52      Partant, le second chef de conclusions de la requérante doit être rejeté.

 Sur les dépens

53      Aux termes de l’article 134, paragraphe 1, du règlement de procédure du Tribunal, toute partie qui succombe est condamnée aux dépens, s’il est conclu en ce sens. L’EUIPO ayant succombé, il y a lieu de le condamner à supporter ses propres dépens ainsi que ceux exposés par la requérante, conformément aux conclusions de cette dernière.

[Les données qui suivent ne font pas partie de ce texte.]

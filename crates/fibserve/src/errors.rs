//! Error handling and exit codes.

use fibserve_core::constants::exit_codes;
use fibserve_core::FibError;

/// Map the outcome of [`crate::app::run`] to a process exit code.
pub fn exit_code(result: &anyhow::Result<()>) -> i32 {
    match result {
        Ok(()) => exit_codes::SUCCESS,
        Err(err) => match err.downcast_ref::<FibError>() {
            Some(FibError::Config(_)) => exit_codes::ERROR_CONFIG,
            Some(FibError::InvalidInput(_)) | None => exit_codes::ERROR_GENERIC,
        },
    }
}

54      En application de l’article 138, paragraphe 3, du règlement de procédure, l’intervenante supportera ses propres dépens.

Par ces motifs,

LE TRIBUNAL (septième chambre)

déclare et arrête :

1)      La décision de la troisième chambre de recours de l’Office de l’Union européenne pour la propriété intellectuelle (EUIPO) du 25 avril 2016 (affaire R 37/2015-3), relative à une procédure de nullité entre Gifi Diffusion et Crocs, Inc., est annulée.

2)      L’EUIPO supportera, outre ses propres dépens, ceux exposés par Gifi Diffusion dans le cadre de la procédure devant le Tribunal.

3)      Crocs supportera ses propres dépens.

Tomljenović

Marcoulli

Kornezov

Ainsi prononcé en audience publique à Luxembourg, le 14 mars 2018.

Signatures


*      Langue de procédure : l’anglais.